Do you think it will work?

Do you think John or Crawford should pay?

Back to the checkout and the prayers. Self-service prayers – I wonder if we all use them, a quick in-and-out in our busy lives, looking for an instant answer, just when it suits us, our desires, our wishes, our wants, as well as own timeframes or purposes? Like the checkout, it is fine when it works, satisfying and satiating our needs at the particular point in time but when it doesn’t work and if there is a technological theological hitch or snag and we are left unsatisfied by the answer of God’s response or the lack of it, what then?

Sunday 20th was also the day that Spain women beat the Lionesses in the World Cup final 1-0. I have often thought that when men and women cross themselves before entering the field, or looking up to the heavens when a goal is scored, whose prayer has actually been answered?

Is God Spanish?

Is God a Killie fan because they knocked Celtic out of the Cup?
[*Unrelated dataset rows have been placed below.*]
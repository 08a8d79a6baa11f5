// Report aggregation: reconcile every common table, in waves of `batch_size`
// tables spread over a rayon pool, then fold the per-table results into the
// report on the calling thread.
//
// Workers never touch shared state. Each returns its own TableReport and the
// merge happens after the wave, in table-name order, so sequential and
// parallel runs produce the same report apart from timing.

use crate::config::Config;
use crate::error::{ReconError, Result};
use crate::logger;
use crate::model::{Schema, Table};
use crate::progress::ProgressManager;
use crate::reconcile::{reconcile_table, TableDetails, TableOptions};
use crate::report::{
    spill_dir, OverallSummary, Report, ReportMeta, SchemaOnlyTables, TableReport,
};
use chrono::{Local, Utc};
use rayon::prelude::*;
use std::borrow::Cow;
use std::collections::{BTreeMap, BTreeSet};
use std::fs;
use std::path::{Path, PathBuf};
use std::sync::atomic::{AtomicBool, Ordering};
use std::sync::Arc;
use std::time::Instant;
use tracing::{debug, info, warn};

// One side of a comparison as seen by the aggregator. Loading a table is the
// only place a per-table I/O failure can appear.
pub trait TableSource: Sync {
    fn schema_name(&self) -> &str;
    fn table_names(&self) -> BTreeSet<String>;
    fn load_table(&self, name: &str) -> Result<Cow<'_, Table>>;
    fn declared_key(&self, name: &str) -> Option<&[String]>;
}

impl TableSource for Schema {
    fn schema_name(&self) -> &str {
        &self.name
    }

    fn table_names(&self) -> BTreeSet<String> {
        self.tables.keys().cloned().collect()
    }

    fn load_table(&self, name: &str) -> Result<Cow<'_, Table>> {
        self.tables.get(name).map(Cow::Borrowed).ok_or_else(|| {
            ReconError::Io(std::io::Error::new(
                std::io::ErrorKind::NotFound,
                format!("table {} not loaded for schema {}", name, self.name),
            ))
        })
    }

    fn declared_key(&self, name: &str) -> Option<&[String]> {
        self.declared_keys.get(name).map(Vec::as_slice)
    }
}

// Cooperative cancellation, checked before each table starts. Clones share
// one flag, so a signal handler can hold a clone.
#[derive(Debug, Clone, Default)]
pub struct CancelFlag(Arc<AtomicBool>);

impl CancelFlag {
    pub fn new() -> Self {
        Self::default()
    }

    pub fn cancel(&self) {
        self.0.store(true, Ordering::SeqCst);
    }

    pub fn is_cancelled(&self) -> bool {
        self.0.load(Ordering::SeqCst)
    }
}

#[derive(Debug, Clone)]
pub struct AggregateOptions {
    pub table: TableOptions,
    pub batch_size: usize,
    pub use_parallel: bool,
    pub max_workers: usize,
    pub use_declared_keys: bool,
    pub save_large_tables_to_disk: bool,
    pub large_table_threshold: usize,
    // Root for spilled details; files go under `<output_dir>/temp/<report_id>`.
    pub output_dir: PathBuf,
    // Fixed report id; a local timestamp is used when empty.
    pub report_id: Option<String>,
}

impl Default for AggregateOptions {
    fn default() -> Self {
        Self::from(&Config::default())
    }
}

impl From<&Config> for AggregateOptions {
    fn from(cfg: &Config) -> Self {
        Self {
            table: cfg.table_options(),
            batch_size: cfg.batch_size.max(1),
            use_parallel: cfg.use_parallel,
            max_workers: cfg.max_workers.max(1),
            use_declared_keys: cfg.use_declared_keys,
            save_large_tables_to_disk: cfg.save_large_tables_to_disk,
            large_table_threshold: cfg.large_table_threshold,
            output_dir: cfg.output_dir.clone(),
            report_id: None,
        }
    }
}

// Per-table timing data for profiling hot tables.
#[derive(Debug, Clone)]
struct TableTiming {
    table: String,
    load_ms: u128,
    compare_ms: u128,
}

impl TableTiming {
    fn total_ms(&self) -> u128 {
        self.load_ms + self.compare_ms
    }
}

pub struct ReportAggregator {
    opts: AggregateOptions,
    progress: ProgressManager,
    cancel: CancelFlag,
}

impl ReportAggregator {
    pub fn new(opts: AggregateOptions) -> Self {
        Self {
            opts,
            progress: ProgressManager::disabled(),
            cancel: CancelFlag::new(),
        }
    }

    pub fn with_progress(mut self, progress: ProgressManager) -> Self {
        self.progress = progress;
        self
    }

    pub fn with_cancel(mut self, cancel: CancelFlag) -> Self {
        self.cancel = cancel;
        self
    }

    pub fn options(&self) -> &AggregateOptions {
        &self.opts
    }

    pub fn aggregate(&self, source: &dyn TableSource, destination: &dyn TableSource) -> Result<Report> {
        let source_tables = source.table_names();
        let destination_tables = destination.table_names();
        let common: Vec<String> = source_tables
            .intersection(&destination_tables)
            .cloned()
            .collect();
        let schema_only = SchemaOnlyTables {
            source_only: source_tables.difference(&destination_tables).cloned().collect(),
            destination_only: destination_tables.difference(&source_tables).cloned().collect(),
        };
        info!(
            "aggregate: {} common tables, {} only in {}, {} only in {}",
            common.len(),
            schema_only.source_only.len(),
            source.schema_name(),
            schema_only.destination_only.len(),
            destination.schema_name()
        );
        if common.is_empty() {
            return Err(ReconError::NoCommonTables {
                source_schema: source.schema_name().to_string(),
                destination_schema: destination.schema_name().to_string(),
            });
        }

        let report_id = self
            .opts
            .report_id
            .clone()
            .unwrap_or_else(|| Local::now().format("%Y%m%d_%H%M%S").to_string());
        let spill_to = spill_dir(&self.opts.output_dir, &report_id);

        let (tables, timings, cancelled) = self.reconcile_all(&common, source, destination, &spill_to)?;

        let mut summary = OverallSummary::default();
        for table in tables.values() {
            summary.merge(table);
        }

        if logger::is_debug() {
            let mut rows = timings;
            rows.sort_by(|a, b| b.total_ms().cmp(&a.total_ms()));
            debug!("Timing: top 10 slowest tables (ms):");
            for t in rows.iter().take(10) {
                debug!(
                    "  {} total={} load={} compare={}",
                    t.table,
                    t.total_ms(),
                    t.load_ms,
                    t.compare_ms
                );
            }
        }

        Ok(Report {
            meta: ReportMeta {
                report_id,
                source_schema: source.schema_name().to_string(),
                destination_schema: destination.schema_name().to_string(),
                timestamp: Utc::now(),
                table_count: common.len(),
                cancelled,
            },
            tables,
            summary,
            schema_only_tables: schema_only,
        })
    }

    fn reconcile_all(
        &self,
        common: &[String],
        source: &dyn TableSource,
        destination: &dyn TableSource,
        spill_to: &Path,
    ) -> Result<(BTreeMap<String, TableReport>, Vec<TableTiming>, bool)> {
        let worker_count = common
            .len()
            .min(num_cpus::get())
            .min(self.opts.max_workers)
            .max(1);
        let parallel = self.opts.use_parallel && worker_count > 1;
        let pool = if parallel {
            Some(
                rayon::ThreadPoolBuilder::new()
                    .num_threads(worker_count)
                    .build()?,
            )
        } else {
            None
        };
        info!(
            "aggregate: {} tables in batches of {} ({})",
            common.len(),
            self.opts.batch_size,
            if parallel {
                format!("{} workers", worker_count)
            } else {
                "sequential".to_string()
            }
        );

        let bar = self.progress.new_table_bar(common.len() as u64);
        let mut tables = BTreeMap::new();
        let mut timings = Vec::with_capacity(common.len());
        let mut cancelled = false;
        let waves = common.len().div_ceil(self.opts.batch_size);

        for (wave, batch) in common.chunks(self.opts.batch_size).enumerate() {
            debug!("aggregate: batch {}/{}: {:?}", wave + 1, waves, batch);
            let run = |name: &String| {
                let out = self.run_table(name, source, destination, spill_to);
                if let Some(b) = &bar {
                    b.inc(1);
                }
                out
            };
            let results: Vec<Option<(TableReport, TableTiming)>> = match &pool {
                Some(pool) => pool.install(|| batch.par_iter().map(run).collect()),
                None => batch.iter().map(run).collect(),
            };

            for result in results {
                match result {
                    Some((report, timing)) => {
                        timings.push(timing);
                        tables.insert(report.table.clone(), report);
                    }
                    None => cancelled = true,
                }
            }
            if cancelled || self.cancel.is_cancelled() {
                cancelled = tables.len() < common.len();
                if cancelled {
                    warn!(
                        "aggregate: cancelled after {} of {} tables",
                        tables.len(),
                        common.len()
                    );
                }
                break;
            }
        }

        if let Some(b) = &bar {
            b.finish();
        }
        Ok((tables, timings, cancelled))
    }

    fn run_table(
        &self,
        name: &str,
        source: &dyn TableSource,
        destination: &dyn TableSource,
        spill_to: &Path,
    ) -> Option<(TableReport, TableTiming)> {
        if self.cancel.is_cancelled() {
            return None;
        }
        let load_start = Instant::now();
        let loaded = source
            .load_table(name)
            .and_then(|s| destination.load_table(name).map(|d| (s, d)));
        let load_ms = load_start.elapsed().as_millis();
        let (src, dst) = match loaded {
            Ok(pair) => pair,
            Err(e) => {
                warn!("Table {} load error: {}", name, e);
                let timing = TableTiming {
                    table: name.to_string(),
                    load_ms,
                    compare_ms: 0,
                };
                return Some((TableReport::failed(name, e.to_string()), timing));
            }
        };

        let declared = if self.opts.use_declared_keys {
            destination
                .declared_key(name)
                .or_else(|| source.declared_key(name))
        } else {
            None
        };
        let result = reconcile_table(&src, &dst, declared, &self.opts.table);
        if let Some(err) = &result.error {
            warn!("Table {} compare error: {}", name, err);
        }
        info!(
            "Table {} compared: {} matching, {} different, {} missing, {} extra",
            name,
            result.summary.matching,
            result.summary.different,
            result.summary.missing,
            result.summary.extra
        );

        let mut report = TableReport {
            table: name.to_string(),
            key: result.key,
            summary: result.summary,
            details: Some(result.details),
            details_path: None,
            note: result.note,
            error: result.error,
        };
        if self.opts.save_large_tables_to_disk
            && report.summary.rows_in_source > self.opts.large_table_threshold
        {
            if let Some(details) = report.details.take() {
                match spill_details(spill_to, name, &details) {
                    Ok(path) => {
                        info!(
                            "Table {} details saved to disk ({} source rows)",
                            name, report.summary.rows_in_source
                        );
                        report.details_path = Some(path);
                    }
                    Err(e) => {
                        warn!("Table {} details kept in memory: {}", name, e);
                        report.details = Some(details);
                    }
                }
            }
        }

        let timing = TableTiming {
            table: name.to_string(),
            load_ms,
            compare_ms: result.compare_ms,
        };
        Some((report, timing))
    }
}

fn spill_details(dir: &Path, table: &str, details: &TableDetails) -> Result<PathBuf> {
    fs::create_dir_all(dir)?;
    let path = dir.join(format!("{}_comparison.json", sanitize_filename(table)));
    fs::write(&path, serde_json::to_vec(details)?)?;
    Ok(path)
}

// Sanitize table name for filenames and append a short hash to avoid collisions.
fn sanitize_filename(name: &str) -> String {
    let mut out: String = name
        .chars()
        .map(|c| {
            if c.is_ascii_alphanumeric() || c == '_' || c == '-' {
                c
            } else {
                '_'
            }
        })
        .collect();
    if out.is_empty() {
        out.push_str("table");
    }
    let sum = blake3::hash(name.as_bytes());
    format!("{}_{}", out, hex::encode(&sum.as_bytes()[..4]))
}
Are Mat Morton’s prayers stronger than my neighbour, a Celtic fan, across the road? I have no definitive answer to these musings, but doesn’t God deserve a bit more than that? Might we profit if we abandoned the ‘tap and go’, the rushing through our words, if we stopped, listened and waited for God, deepening our relationship?

Tap and go is fine at Sainsbury’s (and other retail outlets) when it works and maybe the quick prayers and contemplations are helpful sometimes but if you find shops, queues and the paying methods burdensome because you have more to do with your time, maybe that ‘extra’ time, that free time, that waiting time, could be given to God?